Ele há qualquer coisa…” em Miguel Araújo Jorge. A melodiosa voz, as letras poderosas, o instrumental perfeito. E uma capacidade magnífica de cativar quem o ouve, com toda a sua franqueza e humildade. Meses após o lançamento do seu primeiro álbum a solo, anda agora a passear pelas FNACs do país e a espalhar a sua magia em acústico, de “banquinho e violão”. O melhor fim de tarde de verão.

Pouco passava das 18 horas quando Miguel Araújo – como a crítica o conhece – subiu ao pequeno palco do café da FNAC Chiado. Já o tinha pisado para ajustar o som da voz e da guitarra, mas só agora se ouvem aplausos e uma sala a encher, a conta-gotas. Uns verdadeiramente interessados no artista, outros a aproveitar, simplesmente, a cultura gratuita que Lisboa oferece; outros ainda a ler o jornal e a tomar café, como se nada fosse. Uma senhora perguntou-me, mais tarde, se ele não tinha sido dos Gato Fedorento. Pois, não.

Aos poucos, no entanto, todos se foram interessando pela simplicidade que emanava do palco. Miguel Araújo vagueou por temas que o grande público não conhece tão bem – ou desconhece, pura e simplesmente, dado que apenas Os Maridos das Outras tem recebido a merecida consideração. Estes pequenos concertos, intimistas, servem sobretudo para dar a conhecer um álbum, o que acaba por ser um ponto muito positivo neste caso, quando se tem tanto para dar.
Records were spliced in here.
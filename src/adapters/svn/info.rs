//! `svn info --xml` parsing

use regex::Regex;

use crate::core::ports::VcsError;

/// `revision` attribute of an `<entry>` start tag
const ENTRY_REVISION: &str = r#"<entry\b[^>]*?\srevision\s*=\s*(?:"([^"]*)"|'([^']*)')"#;

/// Extract the revision of the first `<entry>` reported by `svn info --xml`
pub fn parse_info_revision(xml: &str) -> Result<String, VcsError> {
    let re = Regex::new(ENTRY_REVISION).map_err(|e| VcsError::Output(e.to_string()))?;

    let captures = re
        .captures(xml)
        .ok_or_else(|| VcsError::Output("no entry with a revision attribute".to_string()))?;

    let revision = captures
        .get(1)
        .or_else(|| captures.get(2))
        .map(|m| m.as_str().trim())
        .unwrap_or_default();

    if revision.is_empty() {
        return Err(VcsError::Output("empty revision attribute".to_string()));
    }

    Ok(revision.to_string())
}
Da primeira canção que escreveu na vida, a bela Desdita – que tem tanto de Rui Veloso na letra e naquela harmónica –, à Canção do Ciclo Preparatório, que o faz suspirar por Patrícia, passando pela sátira aos revivalistas dos anos 80 com Fizz Limão. (Realmente, Olá… se atentarem na letra vão perceber que não é a melhor publicidade.) Vai dançando pelas notas, num acústico que cai muito bem nas canções. E aquele banco demasiado giratório não é suficiente para o desconcentrar.
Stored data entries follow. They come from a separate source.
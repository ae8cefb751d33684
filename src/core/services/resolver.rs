//! Submission resolver
//!
//! Decides where a submission is fetched from. The fallback order is:
//!
//! 1. the path reported by the course service,
//! 2. a link remembered for the submission's review id,
//! 3. with `force`, the student's whole repository into the unsorted bucket.
//!
//! A forced bulk fetch pulls everything the student has, so it happens at
//! most once per account and run.

use std::collections::HashSet;

use log::{error, info, warn};

use crate::core::models::Submission;
use crate::core::ports::LinkStore;

/// Where a submission is fetched from
#[derive(Debug, Clone, PartialEq, Eq)]
pub enum Resolution {
    /// Nothing was submitted
    NoSubmission,

    /// The course service reported the path
    DirectPath {
        /// Repository-relative path
        path: String,
        /// A link for the review id existed and is no longer needed
        redundant_link: bool,
    },

    /// The path comes from a remembered link
    LinkedPath {
        /// Repository-relative path
        path: String,
    },

    /// No path, no link and bulk fetching disabled
    Unresolved,

    /// No path and no link: fetch the whole repository
    Forced {
        /// The account's repository was already fetched in this run
        already_fetched: bool,
    },
}

impl Resolution {
    /// Repository-relative path to fetch, if the submission is fetched at all
    #[must_use]
    pub fn fetch_path(&self) -> Option<&str> {
        match self {
            Self::DirectPath { path, .. } | Self::LinkedPath { path } => Some(path.as_str()),
            Self::Forced {
                already_fetched: false,
            } => Some(""),
            Self::NoSubmission | Self::Unresolved | Self::Forced { .. } => None,
        }
    }

    /// Whether the fetch targets the unsorted bucket
    #[must_use]
    pub const fn is_bulk(&self) -> bool {
        matches!(self, Self::Forced { .. })
    }
}

/// Resolver options
#[derive(Debug, Clone, Copy, Default, PartialEq, Eq)]
pub struct ResolveOptions {
    /// Bulk-fetch submissions that have neither a path nor a link
    pub force: bool,
    /// Delete links made redundant by a reported path
    pub remove_redundant_links: bool,
}

/// Per-run submission resolver
#[derive(Debug, Default)]
pub struct Resolver {
    options: ResolveOptions,
    bulk_fetched: HashSet<String>,
}

impl Resolver {
    /// Create a resolver for one run
    #[must_use]
    pub fn new(options: ResolveOptions) -> Self {
        Self {
            options,
            bulk_fetched: HashSet::new(),
        }
    }

    /// Resolve one submission
    ///
    /// Removing a redundant link is the only store mutation; a failure to
    /// do so is logged and does not change the resolution.
    pub fn resolve(&mut self, submission: &Submission, links: &mut dyn LinkStore) -> Resolution {
        let Some(location) = &submission.location else {
            info!("No submission found. Skip");
            return Resolution::NoSubmission;
        };

        let linked = if location.review_id.is_empty() {
            None
        } else {
            links.link(&location.review_id)
        };

        if location.has_path() {
            let redundant_link = linked.is_some();
            if redundant_link {
                warn!("Link for review #{} is redundant", location.review_id);
                if self.options.remove_redundant_links {
                    match links.remove_link(&location.review_id) {
                        Ok(_) => info!("Link for review #{} removed", location.review_id),
                        Err(e) => error!("Failed to remove link #{}: {e:#}", location.review_id),
                    }
                }
            }
            return Resolution::DirectPath {
                path: location.path.clone(),
                redundant_link,
            };
        }

        if let Some(path) = linked {
            info!("Review #{} resolved through link", location.review_id);
            return Resolution::LinkedPath { path };
        }

        warn!("Submission has only review id #{}", location.review_id);

        if !self.options.force {
            warn!("Path is not specified. Skip");
            return Resolution::Unresolved;
        }

        let account = &submission.student.account;
        let already_fetched = !self.bulk_fetched.insert(account.clone());
        if already_fetched {
            info!("Repository '{account}' already fetched. Skip");
        }
        Resolution::Forced { already_fetched }
    }

    /// Whether `account` was bulk-fetched in this run
    #[must_use]
    pub fn is_bulk_fetched(&self, account: &str) -> bool {
        self.bulk_fetched.contains(account)
    }

    /// Resolver options
    #[must_use]
    pub const fn options(&self) -> ResolveOptions {
        self.options
    }
}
Meia hora de showcase, preenchida com nove canções escritas por si. Não faltou a desconhecida, mas não menos magnífica, Sete Passos (Carolina), “e eu parado numa esquina a contar os passos dela”. Nem uma que ficou fora do álbum e que compôs para Os da Cidade, também com uma versão de Luísa Sobral, presente na assistência nesta tarde de domingo: O Pica do Sete, que não existe no Porto nem em lugar nenhum, mas que fez um coração voltar a sonhar. Todos os que ouvem a canção, arriscaria dizer.

Curioso é que nunca pensamos nele apenas como cantor, pois é esta sua veia artística de compositor de canções que mais salta à vista. E uma das primeiras músicas que trouxeram o seu nome à ribalta foi mesmo Reader’s Digest, interpretada pelo fadista António Zambujo, que Miguel Araújo optou por incluir também em Cinco Dias e Meio. Mulheres já foram pedidas em casamento ao som do seu “ter mulher fiel, filhos, fado, anel, e lua de mel em França” (facto!). Maravilhoso.
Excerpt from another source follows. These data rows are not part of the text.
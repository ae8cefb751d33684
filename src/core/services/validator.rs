//! Raw course data validation
//!
//! The course service is only partially trustworthy: records may lack
//! fields or carry ids as numbers in one place and strings in another.
//! Validation keeps every record that can still be used, defaults what can
//! be defaulted and reports the rest. A single malformed record never costs
//! the whole course.

use std::path::{Component, Path};

use log::Level;
use serde_json::{Map, Value};

const TASKS: &str = "tasks";
const TASK_ID: &str = "task_id";
const TASK_PARENT: &str = "parent_task_id";
const TASK_TITLE: &str = "title";
const STUDENTS: &str = "students";
const STUDENT_ACCOUNT: &str = "username";
const STUDENT_NAME: &str = "user_name";
const SVN: &str = "svn";
const SVN_PATH: &str = "svn_path";
const SVN_REVIEW: &str = "rb_review_id";
const SVN_REVISION: &str = "svn_rev";

/// A problem found while validating
#[derive(Debug, Clone, PartialEq, Eq)]
pub struct Issue {
    /// `Error` for dropped records, `Warn` for defaulted fields
    pub level: Level,
    /// Human-readable description
    pub message: String,
}

impl Issue {
    fn error(message: String) -> Self {
        Self {
            level: Level::Error,
            message,
        }
    }

    fn warn(message: String) -> Self {
        Self {
            level: Level::Warn,
            message,
        }
    }
}

/// VCS block of a student record, after defaulting
#[derive(Debug, Clone, PartialEq, Eq)]
pub struct RawLocation {
    /// Repository-relative path, empty when missing
    pub path: String,
    /// Review id, empty when missing
    pub review_id: String,
    /// Revision, `None` when missing
    pub revision: Option<String>,
}

/// A structurally valid student record
#[derive(Debug, Clone, PartialEq, Eq)]
pub struct RawStudent {
    /// Reported account
    pub account: String,
    /// Display name
    pub name: String,
    /// VCS block; `None` means no submission
    pub svn: Option<RawLocation>,
}

/// A structurally valid task record
#[derive(Debug, Clone, PartialEq, Eq)]
pub struct RawTask {
    /// Task id
    pub id: String,
    /// Parent task id; `None` for a root
    pub parent_id: Option<String>,
    /// Untrimmed title
    pub title: String,
    /// Valid students of the task
    pub students: Vec<RawStudent>,
}

/// Result of validating one course
#[derive(Debug, Clone, Default)]
pub struct ValidatedCourse {
    /// Valid tasks, in delivery order
    pub tasks: Vec<RawTask>,
    /// Issues, in the order they were found
    pub issues: Vec<Issue>,
}

impl ValidatedCourse {
    /// Messages of the issues that dropped a record
    #[must_use]
    pub fn errors(&self) -> Vec<&str> {
        self.issues
            .iter()
            .filter(|i| i.level == Level::Error)
            .map(|i| i.message.as_str())
            .collect()
    }

    /// Messages of the issues that defaulted a field
    #[must_use]
    pub fn warnings(&self) -> Vec<&str> {
        self.issues
            .iter()
            .filter(|i| i.level == Level::Warn)
            .map(|i| i.message.as_str())
            .collect()
    }
}

/// Filter one course's raw JSON into its well-formed subset
#[must_use]
pub fn validate_course(course_id: &str, data: &Value) -> ValidatedCourse {
    let mut result = ValidatedCourse::default();

    let Some(tasks) = data.get(TASKS).and_then(Value::as_array) else {
        result
            .issues
            .push(Issue::error(format!("Course #{course_id}: tasks not found")));
        return result;
    };

    for task in tasks {
        if let Some(task) = validate_task(course_id, task, &mut result.issues) {
            result.tasks.push(task);
        }
    }

    result
}

fn validate_task(course_id: &str, task: &Value, issues: &mut Vec<Issue>) -> Option<RawTask> {
    let Some(task) = task.as_object() else {
        issues.push(Issue::error(format!("Course #{course_id}: task record is not an object")));
        return None;
    };

    let Some(id) = task.get(TASK_ID).and_then(id_string) else {
        issues.push(Issue::error(format!("Course #{course_id}: task id not found")));
        return None;
    };

    let Some(title) = task.get(TASK_TITLE).and_then(Value::as_str) else {
        issues.push(Issue::error(format!("Course #{course_id}: task #{id} has no title")));
        return None;
    };
    if !is_path_segment(title) {
        issues.push(Issue::error(format!(
            "Course #{course_id}: task #{id} has unusable title '{title}'"
        )));
        return None;
    }

    let parent_id = match task.get(TASK_PARENT) {
        None => {
            issues.push(Issue::warn(format!(
                "Course #{course_id}: task #{id} has no parent, treated as root"
            )));
            None
        },
        Some(parent) => id_string(parent),
    };

    let students = match task.get(STUDENTS).and_then(Value::as_array) {
        None => {
            issues.push(Issue::warn(format!("Course #{course_id}: task #{id} has no students")));
            Vec::new()
        },
        Some(students) => students
            .iter()
            .filter_map(|s| validate_student(course_id, &id, s, issues))
            .collect(),
    };

    Some(RawTask {
        id,
        parent_id,
        title: title.to_string(),
        students,
    })
}

fn validate_student(
    course_id: &str,
    task_id: &str,
    student: &Value,
    issues: &mut Vec<Issue>,
) -> Option<RawStudent> {
    let Some(student) = student.as_object() else {
        issues.push(Issue::error(format!(
            "Course #{course_id}, task #{task_id}: student record is not an object"
        )));
        return None;
    };

    let Some(account) = student.get(STUDENT_ACCOUNT).and_then(id_string) else {
        issues.push(Issue::error(format!(
            "Course #{course_id}, task #{task_id}: student login not found"
        )));
        return None;
    };

    let Some(name) = student.get(STUDENT_NAME).and_then(Value::as_str) else {
        issues.push(Issue::error(format!(
            "Course #{course_id}, task #{task_id}: student '{account}' has no name"
        )));
        return None;
    };
    if !is_path_segment(name) {
        issues.push(Issue::error(format!(
            "Course #{course_id}, task #{task_id}: student '{account}' has unusable name '{name}'"
        )));
        return None;
    }

    let svn = match student.get(SVN) {
        Some(Value::Object(svn)) if !svn.is_empty() => {
            Some(validate_svn(course_id, task_id, name, svn, issues))
        },
        _ => None,
    };

    Some(RawStudent {
        account,
        name: name.to_string(),
        svn,
    })
}

fn validate_svn(
    course_id: &str,
    task_id: &str,
    student: &str,
    svn: &Map<String, Value>,
    issues: &mut Vec<Issue>,
) -> RawLocation {
    let mut field = |key: &str, what: &str| {
        let value = svn.get(key).and_then(id_string);
        if value.is_none() {
            issues.push(Issue::warn(format!(
                "Course #{course_id}, task #{task_id}, student '{student}': {what} not found"
            )));
        }
        value
    };

    let path = field(SVN_PATH, "svn path").unwrap_or_default();
    let review_id = field(SVN_REVIEW, "review id").unwrap_or_default();
    let revision = field(SVN_REVISION, "svn revision");

    RawLocation {
        path,
        review_id,
        revision,
    }
}

/// Titles and names become directory names: after trimming, each must be
/// exactly one plain path component.
fn is_path_segment(text: &str) -> bool {
    let text = text.trim();
    if text.chars().any(std::path::is_separator) {
        return false;
    }
    let mut components = Path::new(text).components();
    matches!((components.next(), components.next()), (Some(Component::Normal(_)), None))
}

/// Normalize a JSON identifier (string or number) to its string form
fn id_string(value: &Value) -> Option<String> {
    match value {
        Value::String(s) => Some(s.clone()),
        Value::Number(n) => Some(n.to_string()),
        _ => None,
    }
}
httpv://youtu.be/awtfDHi00NM

O Capitão Fantástico, herói da sua mãe, que foi à Lua mas não achou grande piada, é também o nosso Miguel, que encanta com a voz e as suas Matérias do Coração, cujo botão não consegue desligar – e, para nós, ainda bem que assim é. Muito coração naquelas canções, muita alma. E um uníssono final em Os Maridos das Outras, a compensar o silêncio mantido pelo público ao longo do pequeno concerto.

Miguel Araújo não é de muitas falas, escolhe bem as palavras e delicia com o humor simples que transmite. Nas canções, porém, a palavra é a sua arma e a voz é apenas uma forma de a exprimir. Já o tínhamos descoberto n’Os Azeitonas, a solo torna-se ainda mais especial. De olhos fechados, imerso nas suas canções, a ligação com o público é inexplicável. É Miguel Araújo Jorge, decorem o nome dele. Das FNACs para o mundo.